O ministro da Justiça, Sérgio Moro, fala em Manaus, no fim de semana. Fotografia: Michael Dantas / AFP / Getty Images

Moro é acusado de colaborar com promotores

O Brasil tem sido abalado por alegações de que um juiz de destaque colaborou repetidamente com promotores durante investigações de corrupção de alto perfil – incluindo o controverso caso que prendeu o ex-presidente Luiz Inácio Lula da Silva.

Sérgio Moro deu conselhos estratégicos, críticas e dicas aos promotores durante a ampla investigação sobre corrupção conhecida como Operação Lava Jato, que prendeu centenas de executivos, políticos e intermediários.

Os promotores também discutiram estratégias para impedir as tentativas de um jornal de entrevistar Lula durante a campanha eleitoral do ano passado, de acordo com a Intercept, que publicou conversas em celulares que afirmou ter recebido de uma fonte anônima.

Pesquisas de opinião indicaram que Lula provavelmente venceria a eleição presidencial de 2018 até ser preso e sair da disputa. Seu substituto de última hora, Fernando Haddad, foi vencido pelo candidato de extrema-direita Jair Bolsonaro – que então nomeou Moro como ministro da Justiça.

Lula está preso desde abril de 2018. Ele foi condenado a nove anos de prisão em 2017 por Moro, que decidiu que ele recebeu propinas de uma construtora na forma de um apartamento à beira-mar reformado para ele.

No domingo, o Intercept publicou trechos do que descreveu como um “enorme acervo” de conversas em grupo no aplicativo telefônico criptografado Telegram, junto com áudio, vídeo e outras documentações.

Trechos de conversas entre promotores no aplicativo de telefonia Telegram parecem mostrar Deltan Dallagnol, o promotor da investigação Lava Jato, expressando dúvidas sobre a força do caso contra Lula em setembro de 2016, quatro dias antes de apresentar a acusação.

“É como impedir o outro time de jogar.
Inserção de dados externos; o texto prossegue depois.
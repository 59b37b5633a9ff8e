//! JSON post API.
//!
//! A missing post is reported as `{"message": "No post was found!"}` with status
//! 200, which clients of this API rely on.

use actix_web::{HttpResponse, web};
use validator::Validate;

use inkwell_core::DomainError;
use inkwell_core::policy::Principal;
use inkwell_shared::MessageResponse;
use inkwell_shared::dto::{CreatePostRequest, PostsResponse, SinglePostResponse, UpdatePostRequest};

use super::views;
use crate::middleware::auth::Identity;
use crate::middleware::error::{AppError, AppResult};
use crate::state::AppState;

const NO_POST: &str = "No post was found!";

/// `NotFound` becomes the 200 "no post" body; other errors pass through.
fn or_no_post(result: Result<HttpResponse, DomainError>) -> AppResult<HttpResponse> {
    match result {
        Err(DomainError::NotFound { .. }) => {
            Ok(HttpResponse::Ok().json(MessageResponse::new(NO_POST)))
        }
        other => other.map_err(AppError::from),
    }
}

/// GET /posts
pub async fn list_posts(state: web::Data<AppState>) -> AppResult<HttpResponse> {
    let posts = state.content.list_all_posts().await?;

    Ok(HttpResponse::Ok().json(PostsResponse {
        posts: views::api_posts(&posts),
    }))
}

/// GET /posts/{id}
pub async fn get_post(state: web::Data<AppState>, path: web::Path<i32>) -> AppResult<HttpResponse> {
    let id = path.into_inner();

    or_no_post(state.content.get_post(id).await.map(|post| {
        HttpResponse::Ok().json(SinglePostResponse {
            user: views::api_post(&post),
        })
    }))
}

/// POST /post
///
/// Creates the post on behalf of `user_id`, which must name an existing user.
pub async fn create_post(
    state: web::Data<AppState>,
    body: web::Json<CreatePostRequest>,
) -> AppResult<HttpResponse> {
    let req = body.into_inner();
    req.validate()?;

    let author = state
        .users
        .find_by_id(req.user_id)
        .await
        .map_err(DomainError::from)?
        .ok_or_else(|| AppError::BadRequest(format!("No user with id {}", req.user_id)))?;

    let post = state
        .content
        .create_post(&Principal::from_user(&author), &req.title, &req.content, None)
        .await?;
    tracing::debug!(post_id = post.id, "Post created through the JSON API");

    Ok(HttpResponse::Ok().json(MessageResponse::new("New post was created!")))
}

/// PUT /posts/{id}
pub async fn update_post(
    state: web::Data<AppState>,
    identity: Identity,
    path: web::Path<i32>,
    body: web::Json<UpdatePostRequest>,
) -> AppResult<HttpResponse> {
    let req = body.into_inner();
    req.validate()?;

    let result = state
        .content
        .rename_post(&identity.principal(), path.into_inner(), &req.title_change)
        .await
        .map(|_| HttpResponse::Ok().json(MessageResponse::new("The post has been updated!")));
    or_no_post(result)
}

/// DELETE /posts/{id}
pub async fn delete_post(
    state: web::Data<AppState>,
    identity: Identity,
    path: web::Path<i32>,
) -> AppResult<HttpResponse> {
    let result = state
        .content
        .delete_post(&identity.principal(), path.into_inner())
        .await
        .map(|_| HttpResponse::Ok().json(MessageResponse::new("The post has been deleted!")));
    or_no_post(result)
}
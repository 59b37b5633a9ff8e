//! Services - the operations of the site, sequenced over the ports.
//!
//! Each service is constructed once at startup with the ports it needs and shared
//! behind an `Arc`.

mod admin;
mod content;
mod credentials;
mod session;

pub use admin::{UserAdmin, UserChanges};
pub use content::{ContentStore, PAGE_SIZE};
pub use credentials::{AccountUpdate, AccountUpdateOutcome, CredentialStore};
pub use session::{Session, SessionConfig, SessionManager};

use crate::error::{DomainError, RepoError};

/// Map a repository `NotFound` onto the entity that was addressed.
pub(crate) fn missing(entity_type: &'static str, id: i32) -> impl FnOnce(RepoError) -> DomainError {
    move |err| match err {
        RepoError::NotFound => DomainError::not_found(entity_type, id),
        other => other.into(),
    }
}
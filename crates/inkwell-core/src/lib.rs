//! # Inkwell Core
//!
//! The domain layer of the Inkwell blogging site.
//! This crate contains pure business logic with zero infrastructure dependencies:
//! entities, the error taxonomy, ports, the authorization policy and the services
//! that sequence them.

pub mod domain;
pub mod error;
pub mod policy;
pub mod ports;
pub mod services;

pub use error::DomainError;
pub use policy::{Action, Principal, Resource, can_perform};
É como se eles decidissem jogar a bola sozinhos ”, disse Carlos Melo, professor de ciência política da Escola de Administração de Empresas de São Paulo, o Insper. “Um princípio básico da lei é que aqueles que acusam não julgam”.

Outras mensagens pareciam mostrar que, durante a campanha eleitoral, os promotores tramaram uma decisão de um juiz da Suprema Corte de permitir que o jornal Folha de S. Paulo entrevistasse Lula na prisão, porque isso poderia ajudar as chances eleitorais do Partido dos Trabalhadores.

“O relacionamento do juiz com os promotores é escandaloso”, disse o editor executivo da Intercept Brasil, Leandro Demori. “Isso é ilegal sob a lei brasileira”.

Em uma declaração no domingo à noite, Moro disse que as revelações “não mostraram nenhuma anormalidade” e que “ignoraram o gigantesco esquema de corrupção revelado pela Operação Lava Jato”.

O ministro também se queixou da “invasão criminosa” dos telefones dos promotores.

Demori se recusou a discutir como o site obteve o material, além de dizer que veio de uma fonte anônima. Ele disse que o arquivo era maior do que o revelado pelo denunciante da NSA, Edward Snowden, ao jornalista Glenn Greenwald, que depois criou o Intercept e co-escreveu os artigos de domingo.

Bolsonaro ainda não comentou, mas seu filho Carlos compartilhou um tweet observando que o marido de Greenwald é o congressista David Miranda, do Partido Socialista e Liberdade de esquerda.

Os promotores disseram em um comunicado que eles foram sujeitos a um “ato criminoso” por um hacker que comprometeu sua segurança com “o objetivo de impedir a continuidade da operação”. “Muitas conversas, sem o devido contexto, podem dar lugar a interpretações erradas”, disseram eles.

Os esquerdistas brasileiros – que há muito argumentam que Lula foi injustamente condenado – disseram que as revelações provaram que estavam certos. “É cada vez mais difícil negar a perseguição judicial de Lula”, disse Jean Paul Prates, senador do Partido dos Trabalhadores em um comunicado.

Em fevereiro deste ano, Lula recebeu uma sentença separada de 12 anos por corrupção e lavagem de dinheiro em uma propriedade rural que os promotores argumentaram que também foi reformada para ele por empresas envolvidas no mesmo esquema de corrupção. Ele nega as acusações e também enfrenta vários outros casos de corrupção.

Geoffrey Robertson, o advogado que lida com o apelo de Lula ao comitê de direitos humanos da ONU, disse que as revelações mostraram que Moro era tendencioso. “Lula deveria ser libertado agora da prisão e Moro e certos policiais processados por impedir a justiça”, disse ele em um comunicado.